Certains problèmes affectant les femmes semblent tabous.

“C’est vrai à plu­sieurs niveaux : dans le cas des troubles menstruels, par exemple, les règles très douloureuses, avec ou sans saignements abondants, peuvent survenir en cas d’en­dométriose, mais le diagnostic est parfois posé très tardivement car “on” pense que la douleur est indissociable de la menstruation. Le syndrome prémenstruel (SPM) est parfois si handicapant que les femmes souffrent d’un dysfonctionne­ment mental et physique un quart à la moitié du temps.”

“Le tabou entoure éga­lement les troubles du plancher pelvien accompagnés de fuites d’urine ou de selles, principalement dus à la grossesse et à l’accouchement. Même chose pour la ménopause.”

Quel est l’impact des hormones ?

“La principale dif­férence entre les personnes avec et sans ovaires est que, dès la puberté, les femmes biologiques ne produisent pas une quan­tité stable d’hormones sexuelles. Le taux d’hormones féminines varie d’un mois à l’autre. Les oestrogènes et la progestérone sont de nature cyclique, mais sont égale­ment interdépendants.”

“Ils ne sont pas seulement importants pour la reproduction, mais aussi pour de nombreux processus de l’organisme : régulation de la température, produc­tion osseuse, système cardiovasculaire, fonctionnement du vagin et de la vessie, sommeil, fonctions cognitives et émotions. Et cette liste n’est pas exhaustive. La fluc­tuation des hormones influence tout un tas de processus. Et pas seulement tous les mois, mais aussi pendant et après la grossesse et au moment de la ménopause. Les concentrations d’hormones varient. Pas progressivement, mais par à-coups. Leur désynchronisation peut entraîner toutes sortes de troubles.”

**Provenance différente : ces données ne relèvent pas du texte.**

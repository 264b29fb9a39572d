use anyhow::{Context, Result};
use clap::{Parser, Subcommand};
use intset::IntSet;

#[derive(Parser, Debug)]
#[command(
    name = "intset",
    version,
    about = "Compress integers into range notation and expand it back",
    propagate_version = true
)]
struct Cli {
    /// Logging level to use: one of "error", "warn", "info", "debug", "trace"
    #[arg(long, global = true, default_value = "warn")]
    log_level: tracing::Level,

    #[command(subcommand)]
    command: Commands,
}

#[derive(Subcommand, Debug)]
enum Commands {
    /// Print the compressed notation of the given values, e.g. `2018 2019 2022` -> `2018-2019,2022`.
    /// Each value may itself be range notation.
    Render { values: Vec<String> },
    /// Print every integer the notation expands to, one per line
    Parse {
        notation: String,
        /// Sort ascending instead of keeping segment order
        #[arg(long)]
        sort: bool,
    },
    /// Expand the notation and compress it again
    Normalize { notation: String },
}

fn parse_notation(notation: &str) -> Result<IntSet> {
    IntSet::parse(notation).with_context(|| format!("invalid range notation {notation:?}"))
}

fn run(command: &Commands) -> Result<String> {
    match command {
        Commands::Render { values } => {
            let mut set = IntSet::new();
            for value in values {
                set.extend(parse_notation(value)?);
            }
            tracing::debug!(count = set.len(), "rendering");
            Ok(set.render())
        }
        Commands::Parse { notation, sort } => {
            let mut set = parse_notation(notation)?;
            if *sort {
                set.sort();
            }
            tracing::debug!(count = set.len(), "parsed");
            Ok(set
                .iter()
                .map(i64::to_string)
                .collect::<Vec<_>>()
                .join("\n"))
        }
        Commands::Normalize { notation } => Ok(parse_notation(notation)?.render()),
    }
}

fn main() -> Result<()> {
    let cli = Cli::parse();

    // logs go to stderr so stdout stays pipeable
    let subscriber = tracing_subscriber::fmt()
        .with_writer(std::io::stderr)
        .with_max_level(cli.log_level)
        .finish();
    tracing::subscriber::set_global_default(subscriber)?;

    let output = run(&cli.command)?;
    if !output.is_empty() {
        println!("{output}");
    }
    Ok(())
}

#[cfg(test)]
mod tests {
    use super::*;
    use clap::CommandFactory;

    fn run_args(args: &[&str]) -> Result<String> {
        let cli = Cli::try_parse_from(std::iter::once("intset").chain(args.iter().copied()))?;
        run(&cli.command)
    }

    #[test]
    fn test_cli_definition() {
        Cli::command().debug_assert();
    }

    #[test]
    fn test_render_values() {
        let out = run_args(&["render", "2019", "2018", "2022"]).unwrap();
        assert_eq!(out, "2018-2019,2022");
    }

    #[test]
    fn test_render_accepts_notation() {
        let out = run_args(&["render", "2010-2012", "2013", "2017-2019,2022"]).unwrap();
        assert_eq!(out, "2010-2013,2017-2019,2022");
    }

    #[test]
    fn test_render_nothing() {
        assert_eq!(run_args(&["render"]).unwrap(), "");
    }

    #[test]
    fn test_parse_keeps_segment_order() {
        assert_eq!(run_args(&["parse", "5,1-3"]).unwrap(), "5\n1\n2\n3");
        assert_eq!(run_args(&["parse", "5,1-3", "--sort"]).unwrap(), "1\n2\n3\n5");
    }

    #[test]
    fn test_normalize() {
        assert_eq!(run_args(&["normalize", "3,1-2,2,7"]).unwrap(), "1-3,7");
    }

    #[test]
    fn test_invalid_notation_reports_input() {
        let err = run_args(&["normalize", "1-2-3"]).unwrap_err();
        assert_eq!(err.to_string(), "invalid range notation \"1-2-3\"");
        assert!(err.root_cause().to_string().contains("invalid int span"));
    }

    #[test]
    fn test_log_level() {
        let cli = Cli::try_parse_from(["intset", "render", "--log-level", "debug", "1"]).unwrap();
        assert_eq!(cli.log_level, tracing::Level::DEBUG);
    }
}
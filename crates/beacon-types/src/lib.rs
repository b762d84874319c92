//! Shared event model for the Beacon pipeline.
//!
//! Every service in the pipeline speaks the same event vocabulary: a
//! producer builds an [`Event`] when an operation completes (or fails),
//! the channel carries its wire form, and the durable side decodes it
//! back. This crate owns that vocabulary and nothing else, so the
//! transport, the stores, and the server can all depend on it without
//! depending on each other.
//!
//! # Event kinds
//!
//! | Kind | Required fields | Optional fields |
//! |------|-----------------|-----------------|
//! | `DATA_FETCHED` | none | `recordCount`, `source`, `duration` |
//! | `FILE_UPLOADED` | `fileName` | `fileSize`, `fileType` |
//! | `DATA_INSERTED` | `collectionName` | `recordCount`, `duration` |
//! | `SEARCH_PERFORMED` | `query` | `resultCount`, `page`, `limit`, `duration` |
//! | `ERROR_OCCURRED` | `error`, `context` | `stack` |
//!
//! # Wire format
//!
//! Events travel as a flat JSON object:
//!
//! ```json
//! {
//!   "eventType": "DATA_FETCHED",
//!   "timestamp": 1760600000000,
//!   "serviceId": "service-a",
//!   "recordCount": 42,
//!   "duration": 120
//! }
//! ```
//!
//! Unknown fields are ignored on decode. Unset optional fields are omitted
//! on encode, never written as `null`.

mod error;
mod event;

pub use error::InvalidEventError;
pub use event::{Event, EventKind, EventPayload, ParseEventKindError};

/// Milliseconds since the Unix epoch, the timestamp unit used across the
/// pipeline.
pub type EpochMillis = i64;
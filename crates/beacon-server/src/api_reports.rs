//! Report handler.
//!
//! `GET /api/reports?startDate&endDate` renders every series over the
//! window into a single document. Generation is cancelled when it
//! exceeds the configured timeout or when the client goes away.

use std::sync::Arc;

use axum::{
    extract::{Extension, Query},
    http::{header, StatusCode},
    response::{IntoResponse, Response},
};
use beacon_report::{ReportError, ReportWindow};
use serde::Deserialize;
use tokio_util::sync::CancellationToken;

use crate::api::{bad_request, error_response, internal_error, parse_optional_time};
use crate::{now_millis, AppState};

/// Query parameters for `GET /api/reports`.
#[derive(Debug, Deserialize)]
#[serde(rename_all = "camelCase")]
pub struct ReportQuery {
    /// Window start (default: seven days ago).
    pub start_date: Option<String>,
    /// Window end (default: now).
    pub end_date: Option<String>,
}

/// Handler for `GET /api/reports`.
pub async fn generate_report_handler(
    Extension(state): Extension<Arc<AppState>>,
    Query(params): Query<ReportQuery>,
) -> Result<Response, Response> {
    let from = parse_optional_time("startDate", params.start_date.as_deref())?;
    let to = parse_optional_time("endDate", params.end_date.as_deref())?;
    let window =
        ReportWindow::resolve(from, to, now_millis()).map_err(|e| bad_request(e.to_string()))?;

    let cancel = CancellationToken::new();
    let _cancel_on_drop = cancel.clone().drop_guard();

    let generated =
        tokio::time::timeout(state.report_timeout, state.reports.generate(window, &cancel)).await;

    let report = match generated {
        Ok(Ok(report)) => report,
        Ok(Err(ReportError::InvalidWindow { .. })) => {
            return Err(bad_request("startDate must not be after endDate"));
        }
        Ok(Err(ReportError::Cancelled)) | Err(_) => {
            cancel.cancel();
            tracing::warn!(
                timeout_secs = state.report_timeout.as_secs(),
                "report generation timed out"
            );
            return Err(error_response(
                StatusCode::GATEWAY_TIMEOUT,
                "report generation timed out",
            ));
        }
        Ok(Err(e)) => return Err(internal_error(&state, "GET /api/reports", &e).await),
    };

    if !report.failed_series.is_empty() {
        tracing::warn!(
            failed = report.failed_series.len(),
            "report generated without some series"
        );
    }

    Ok((
        [(header::CONTENT_TYPE, report.content_type)],
        report.document,
    )
        .into_response())
}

“Certaines femmes y sont plus sensibles que d’autres et, comme si cela ne suf­fisait pas, ces hormones féminines sont également liées à d’autres hormones : les hormones du bonheur, les hormones du stress telles que l’adrénaline, la nora­drénaline et le cortisol… Le corps féminin est par conséquent incroyablement com­plexe.”

“Non pas que le corps de l’homme ne le soit pas, mais disons qu’à partir de la puberté, l’homme produit de la testosté­rone, dont le taux diminue très progressi­vement à partir de 30 ans environ. Le corps d’une femme passe par beaucoup plus de transitions et nous devons apprendre à gérer ces fluctuations.”

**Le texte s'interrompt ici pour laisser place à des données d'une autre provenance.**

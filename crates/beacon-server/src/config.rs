//! Server configuration loading from file and environment variables.

use serde::Deserialize;
use std::net::{IpAddr, Ipv4Addr};
use std::time::Duration;
use thiserror::Error;

/// Top-level server configuration.
#[derive(Debug, Clone, Default, Deserialize)]
pub struct Config {
    /// Server network settings.
    #[serde(default)]
    pub server: ServerConfig,

    /// Database settings.
    #[serde(default)]
    pub database: DatabaseConfig,

    /// Logging settings.
    #[serde(default)]
    pub logging: LoggingConfig,

    /// Event channel settings.
    #[serde(default)]
    pub channel: ChannelConfig,

    /// Identity of this process as an event producer.
    #[serde(default)]
    pub service: ServiceConfig,

    /// Subscriber reconnection settings.
    #[serde(default)]
    pub subscriber: SubscriberConfig,

    /// Report generation settings.
    #[serde(default)]
    pub reports: ReportsConfig,
}

/// Network configuration for the HTTP server.
#[derive(Debug, Clone, Deserialize)]
pub struct ServerConfig {
    /// Host address to bind to.
    #[serde(default = "default_host")]
    pub host: IpAddr,

    /// Port to listen on.
    #[serde(default = "default_port")]
    pub port: u16,
}

/// Database configuration.
#[derive(Debug, Clone, Deserialize)]
pub struct DatabaseConfig {
    /// Path to the SQLite database file.
    #[serde(default = "default_db_path")]
    pub path: String,

    /// SQLite busy timeout in milliseconds.
    #[serde(default = "default_busy_timeout_ms")]
    pub busy_timeout_ms: u64,

    /// Maximum pooled connections.
    #[serde(default = "default_pool_max_size")]
    pub pool_max_size: u32,
}

/// Logging configuration.
#[derive(Debug, Clone, Deserialize)]
pub struct LoggingConfig {
    /// Log level filter (e.g., "info", "debug", "beacon_server=debug,info").
    #[serde(default = "default_log_level")]
    pub level: String,

    /// Whether to output logs in JSON format.
    #[serde(default)]
    pub json: bool,
}

/// Event channel configuration.
#[derive(Debug, Clone, Deserialize)]
pub struct ChannelConfig {
    /// Name of the channel events are published on.
    #[serde(default = "default_channel_name")]
    pub name: String,

    /// Messages buffered per subscriber before the oldest are dropped.
    #[serde(default = "default_channel_capacity")]
    pub capacity: usize,
}

/// Producer identity.
#[derive(Debug, Clone, Deserialize)]
pub struct ServiceConfig {
    /// Stamped as `serviceId` on every published event.
    #[serde(default = "default_service_id")]
    pub id: String,
}

/// Subscriber reconnection backoff.
#[derive(Debug, Clone, Deserialize)]
pub struct SubscriberConfig {
    /// Delay before the first reconnection attempt.
    #[serde(default = "default_initial_backoff_ms")]
    pub initial_backoff_ms: u64,

    /// Upper bound for the doubling delay.
    #[serde(default = "default_max_backoff_ms")]
    pub max_backoff_ms: u64,
}

/// Report generation limits.
#[derive(Debug, Clone, Deserialize)]
pub struct ReportsConfig {
    /// Seconds before an in-progress report is abandoned.
    #[serde(default = "default_report_timeout_secs")]
    pub timeout_secs: u64,
}

impl ReportsConfig {
    /// The timeout as a [`Duration`].
    pub fn timeout(&self) -> Duration {
        Duration::from_secs(self.timeout_secs)
    }
}

fn default_host() -> IpAddr {
    IpAddr::V4(Ipv4Addr::new(127, 0, 0, 1))
}

fn default_port() -> u16 {
    3000
}

fn default_db_path() -> String {
    "beacon.db".to_string()
}

fn default_busy_timeout_ms() -> u64 {
    5_000
}

fn default_pool_max_size() -> u32 {
    8
}

fn default_log_level() -> String {
    "info".to_string()
}

fn default_channel_name() -> String {
    "service-events".to_string()
}

fn default_channel_capacity() -> usize {
    beacon_channel::BroadcastTransport::DEFAULT_CAPACITY
}

fn default_service_id() -> String {
    "beacon".to_string()
}

fn default_initial_backoff_ms() -> u64 {
    500
}

fn default_max_backoff_ms() -> u64 {
    30_000
}

fn default_report_timeout_secs() -> u64 {
    30
}

impl Default for ServerConfig {
    fn default() -> Self {
        Self {
            host: default_host(),
            port: default_port(),
        }
    }
}

impl Default for DatabaseConfig {
    fn default() -> Self {
        Self {
            path: default_db_path(),
            busy_timeout_ms: default_busy_timeout_ms(),
            pool_max_size: default_pool_max_size(),
        }
    }
}

impl Default for LoggingConfig {
    fn default() -> Self {
        Self {
            level: default_log_level(),
            json: false,
        }
    }
}

impl Default for ChannelConfig {
    fn default() -> Self {
        Self {
            name: default_channel_name(),
            capacity: default_channel_capacity(),
        }
    }
}

impl Default for ServiceConfig {
    fn default() -> Self {
        Self {
            id: default_service_id(),
        }
    }
}

impl Default for SubscriberConfig {
    fn default() -> Self {
        Self {
            initial_backoff_ms: default_initial_backoff_ms(),
            max_backoff_ms: default_max_backoff_ms(),
        }
    }
}

impl Default for ReportsConfig {
    fn default() -> Self {
        Self {
            timeout_secs: default_report_timeout_secs(),
        }
    }
}

/// Errors that can occur when loading configuration.
#[derive(Debug, Error)]
pub enum ConfigError {
    /// Failed to read the configuration file.
    #[error("failed to read config file: {0}")]
    FileRead(#[from] std::io::Error),

    /// Failed to parse the configuration file.
    #[error("failed to parse config file: {0}")]
    Parse(#[from] toml::de::Error),
}

/// Loads configuration from a TOML file, falling back to defaults.
///
/// Environment variable overrides:
/// - `BEACON_HOST` overrides `server.host`
/// - `BEACON_PORT` overrides `server.port`
/// - `BEACON_DB_PATH` overrides `database.path`
/// - `BEACON_LOG_LEVEL` overrides `logging.level`
/// - `BEACON_LOG_JSON` overrides `logging.json` (set to "true" to enable)
/// - `BEACON_SERVICE_ID` overrides `service.id`
/// - `BEACON_CHANNEL` overrides `channel.name`
///
/// # Errors
///
/// Returns `ConfigError` if the file exists but cannot be read or parsed.
pub fn load_config(path: Option<&str>) -> Result<Config, ConfigError> {
    let mut config = match path {
        Some(p) => match std::fs::read_to_string(p) {
            Ok(contents) => toml::from_str(&contents)?,
            Err(e) if e.kind() == std::io::ErrorKind::NotFound => {
                tracing::info!(path = p, "config file not found, using defaults");
                Config::default()
            }
            Err(e) => return Err(ConfigError::FileRead(e)),
        },
        None => Config::default(),
    };

    apply_env_overrides(&mut config, |name| std::env::var(name).ok());
    Ok(config)
}

/// Applies `BEACON_*` overrides read through `lookup`. Unparseable host
/// and port values are ignored.
pub fn apply_env_overrides(config: &mut Config, lookup: impl Fn(&str) -> Option<String>) {
    if let Some(host) = lookup("BEACON_HOST") {
        if let Ok(parsed) = host.parse() {
            config.server.host = parsed;
        }
    }
    if let Some(port) = lookup("BEACON_PORT") {
        if let Ok(parsed) = port.parse() {
            config.server.port = parsed;
        }
    }
    if let Some(db_path) = lookup("BEACON_DB_PATH") {
        config.database.path = db_path;
    }
    if let Some(level) = lookup("BEACON_LOG_LEVEL") {
        config.logging.level = level;
    }
    if let Some(json) = lookup("BEACON_LOG_JSON") {
        config.logging.json = json == "true" || json == "1";
    }
    if let Some(id) = lookup("BEACON_SERVICE_ID") {
        if !id.trim().is_empty() {
            config.service.id = id;
        }
    }
    if let Some(name) = lookup("BEACON_CHANNEL") {
        if !name.trim().is_empty() {
            config.channel.name = name;
        }
    }
}

#[cfg(test)]
mod tests {
    use super::*;
    use std::collections::HashMap;
    use std::io::Write;

    #[test]
    fn missing_file_yields_defaults() {
        let config = load_config(Some("/nonexistent/beacon-config.toml")).unwrap();
        assert_eq!(config.server.port, 3000);
        assert_eq!(config.channel.name, "service-events");
        assert_eq!(config.reports.timeout(), Duration::from_secs(30));
    }

    #[test]
    fn partial_file_keeps_section_defaults() {
        let mut file = tempfile::NamedTempFile::new().unwrap();
        writeln!(
            file,
            "[server]\nport = 8080\n\n[subscriber]\nmax_backoff_ms = 2000\n\n[service]\nid = \"svc-a\""
        )
        .unwrap();

        let config = load_config(file.path().to_str()).unwrap();
        assert_eq!(config.server.port, 8080);
        assert_eq!(config.server.host, default_host());
        assert_eq!(config.subscriber.max_backoff_ms, 2_000);
        assert_eq!(config.subscriber.initial_backoff_ms, 500);
        assert_eq!(config.service.id, "svc-a");
        assert_eq!(config.database.path, "beacon.db");
    }

    #[test]
    fn invalid_toml_is_a_parse_error() {
        let mut file = tempfile::NamedTempFile::new().unwrap();
        writeln!(file, "[server\nport = ").unwrap();
        assert!(matches!(
            load_config(file.path().to_str()),
            Err(ConfigError::Parse(_))
        ));
    }

    #[test]
    fn env_overrides_replace_file_values() {
        let vars: HashMap<&str, &str> = HashMap::from([
            ("BEACON_PORT", "9090"),
            ("BEACON_HOST", "not-an-ip"),
            ("BEACON_LOG_JSON", "1"),
            ("BEACON_SERVICE_ID", "svc-b"),
            ("BEACON_CHANNEL", "   "),
        ]);
        let mut config = Config::default();
        apply_env_overrides(&mut config, |name| vars.get(name).map(|v| v.to_string()));

        assert_eq!(config.server.port, 9090);
        assert_eq!(config.server.host, default_host());
        assert!(config.logging.json);
        assert_eq!(config.service.id, "svc-b");
        assert_eq!(config.channel.name, "service-events");
    }
}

Un mode de vie sain et un régime alimentaire font-ils vraiment la différence dans les cas de ménopause, de SOPK et d'endométriose ?

“Il y a encore beaucoup de progrès à faire en termes de mode de vie et d’alimentation. Heureusement, de plus en plus de recherches sont menées dans ce domaine. Nous savons par exemple que l’absence d’alcool, la réduction des sucres rapides et la diminution de la caféine et de la théine ont un effet positif sur les symptômes de la ménopause.”

“Chez les femmes de plus de 50 ans, par exemple, nous constatons une augmentation considérable des maladies cardiovasculaires. En adoptant un mode de vie sain et en luttant contre l’obésité, elles peuvent essayer de prévenir ces maladies.”